- [Source material]
impl AuthFlow {
    pub fn new() -> Self {
        Self::default()
    }

    pub fn mode(&self) -> AuthMode {
        self.mode
    }

    pub fn message(&self) -> Option<&FlowMessage> {
        self.message.as_ref()
    }

    pub fn pending_username(&self) -> Option<&str> {
        self.pending_username.as_deref()
    }

    pub fn challenge_session(&self) -> Option<&str> {
        self.challenge_session.as_deref()
    }

    /// Manual mode switches from the UI footer links.
    pub fn switch_to(&mut self, mode: AuthMode) {
        self.mode = mode;
        self.message = None;
    }

    pub fn note_sign_in(
        &mut self,
        username: &str,
        password: &str,
        result: &Result<SignInOutcome>,
    ) -> FlowAction {
        self.pending_username = Some(username.to_string());
        self.pending_password = Some(password.to_string());
        match result {
            Ok(SignInOutcome::Tokens(_)) => {
                self.message = None;
                FlowAction::None
            }
            Ok(SignInOutcome::NewPasswordRequired { session }) => {
                self.mode = AuthMode::NewPassword;
                self.challenge_session = Some(session.clone());
                self.message = Some(FlowMessage::info("Please set a new password to continue"));
                FlowAction::None
            }
            Err(err) if err.is_code(codes::USER_NOT_CONFIRMED) => {
                self.mode = AuthMode::Verify;
                self.message = Some(FlowMessage::error(
                    "Please verify your email first. We'll send you a new verification code",
                ));
                FlowAction::Resend
            }
            Err(err) if err.is_code(codes::PASSWORD_RESET_REQUIRED) => {
                self.mode = AuthMode::NewPassword;
                self.message = Some(FlowMessage::error(err.friendly_message()));
                FlowAction::None
            }
            Err(err) => {
                self.message = Some(FlowMessage::error(err.friendly_message()));
                FlowAction::None
            }
        }
    }

    pub fn note_sign_up(
        &mut self,
        username: &str,
        password: &str,
        result: &Result<SignUpOutcome>,
    ) -> FlowAction {
        match result {
            Ok(_) => {
                self.pending_username = Some(username.to_string());
                self.pending_password = Some(password.to_string());
                self.mode = AuthMode::Verify;
                self.message = Some(FlowMessage::info(
                    "Account created! Please check your email for the verification code",
                ));
            }
            Err(err) if err.is_code(codes::USERNAME_EXISTS) => {
                self.mode = AuthMode::SignIn;
                self.message = Some(FlowMessage::error(
                    "An account with this email already exists. Please sign in instead",
                ));
            }
            Err(err) => {
                self.message = Some(FlowMessage::error(err.friendly_message()));
            }
        }
        FlowAction::None
    }

    pub fn note_verify(&mut self, result: &Result<()>) -> FlowAction {
        match result {
            Ok(()) => {
                self.mode = AuthMode::SignIn;
                match (self.pending_username.clone(), self.pending_password.clone()) {
                    (Some(username), Some(password)) => {
                        self.message = Some(FlowMessage::info("Email verified! Signing you in"));
                        FlowAction::SignIn { username, password }
                    }
                    _ => {
                        self.message = Some(FlowMessage::info(
                            "Email verified! Please sign in with your credentials",
                        ));
                        FlowAction::None
                    }
                }
            }
            Err(err) if err.is_code(codes::EXPIRED_CODE) => {
                self.message = Some(FlowMessage::error(
                    "The verification code has expired. We'll send you a new one",
                ));
                FlowAction::Resend
            }
            Err(err) => {
                self.message = Some(FlowMessage::error(err.friendly_message()));
                FlowAction::None
            }
        }
    }

    pub fn note_resend(&mut self, result: &Result<()>) {
        match result {
            Ok(()) => {
                self.message = Some(FlowMessage::info(
                    "New verification code sent! Please check your email",
                ));
            }
            Err(err) => {
                self.message = Some(FlowMessage::error(err.friendly_message()));
            }
        }
    }

    pub fn note_new_password(&mut self, result: &Result<AuthTokens>) {
        match result {
            Ok(_) => {
                self.challenge_session = None;
                self.message = None;
            }
            Err(err) => {
                self.message = Some(FlowMessage::error(err.friendly_message()));
            }
        }
    }

    /// Runs sign-in and every follow-up transition demands. `Some(tokens)`
    /// means fully signed in.
    pub async fn submit_sign_in(
        &mut self,
        client: &UserPoolClient,
        username: &str,
        password: &str,
    ) -> Option<AuthTokens> {
        let result = client.sign_in(username, password).await;
        let action = self.note_sign_in(username, password, &result);
        self.run_action(client, action).await;
        match result {
            Ok(SignInOutcome::Tokens(tokens)) => Some(tokens),
            _ => None,
        }
    }

    pub async fn submit_sign_up(
        &mut self,
        client: &UserPoolClient,
        username: &str,
        password: &str,
    ) -> Option<AuthTokens> {
        let result = client.sign_up(username, password).await;
        let action = self.note_sign_up(username, password, &result);
        self.run_action(client, action).await
    }

    /// Confirms the pending user's code. On success the flow signs in with
    /// the retained credentials; an expired code triggers an automatic
    /// resend.
    pub async fn submit_verify(
        &mut self,
        client: &UserPoolClient,
        code: &str,
    ) -> Option<AuthTokens> {
        let Some(username) = self.pending_username.clone() else {
            self.message = Some(FlowMessage::error("No pending account to verify"));
            return None;
        };
        let result = client.confirm_sign_up(&username, code).await;
        let action = self.note_verify(&result);
        self.run_action(client, action).await
    }

    pub async fn submit_resend(&mut self, client: &UserPoolClient) {
        let Some(username) = self.pending_username.clone() else {
            self.message = Some(FlowMessage::error("No pending account to verify"));
            return;
        };
        let result = client.resend_confirmation_code(&username).await;
        self.note_resend(&result);
    }

    pub async fn submit_new_password(
        &mut self,
        client: &UserPoolClient,
        new_password: &str,
    ) -> Option<AuthTokens> {
        let Some(username) = self.pending_username.clone() else {
            self.message = Some(FlowMessage::error("Sign in first"));
            return None;
        };
        let Some(session) = self.challenge_session.clone() else {
            self.message = Some(FlowMessage::error(
                AuthError::NoSession.friendly_message(),
            ));
            return None;
        };
        let result = client
            .respond_new_password(&username, new_password, &session)
            .await;
        self.note_new_password(&result);
        result.ok()
    }

    async fn run_action(&mut self, client: &UserPoolClient, action: FlowAction) -> Option<AuthTokens> {
        match action {
            FlowAction::None => None,
            FlowAction::Resend => {
                let Some(username) = self.pending_username.clone() else {
                    return None;
                };
                let result = client.resend_confirmation_code(&username).await;
                self.note_resend(&result);
                None
            }
            FlowAction::SignIn { username, password } => {
                match client.sign_in(&username, &password).await {
                    Ok(SignInOutcome::Tokens(tokens)) => {
                        self.message = None;
                        Some(tokens)
                    }
                    Ok(SignInOutcome::NewPasswordRequired { session }) => {
                        self.mode = AuthMode::NewPassword;
                        self.challenge_session = Some(session);
                        self.message =
                            Some(FlowMessage::info("Please set a new password to continue"));
                        None
                    }
                    Err(err) => {
                        tracing::warn!(error = %err, "auto sign-in after verification failed");
                        self.mode = AuthMode::SignIn;
                        self.message = Some(FlowMessage::info(
                            "Email verified! Please sign in with your credentials",
                        ));
                        None
                    }
                }
            }
        }
    }
}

- [Work request] Determine which lines above include the word "codes", and report those lines in full.

- [Response box]
            Err(err) if err.is_code(codes::USER_NOT_CONFIRMED) => {
            Err(err) if err.is_code(codes::PASSWORD_RESET_REQUIRED) => {
            Err(err) if err.is_code(codes::USERNAME_EXISTS) => {
            Err(err) if err.is_code(codes::EXPIRED_CODE) => {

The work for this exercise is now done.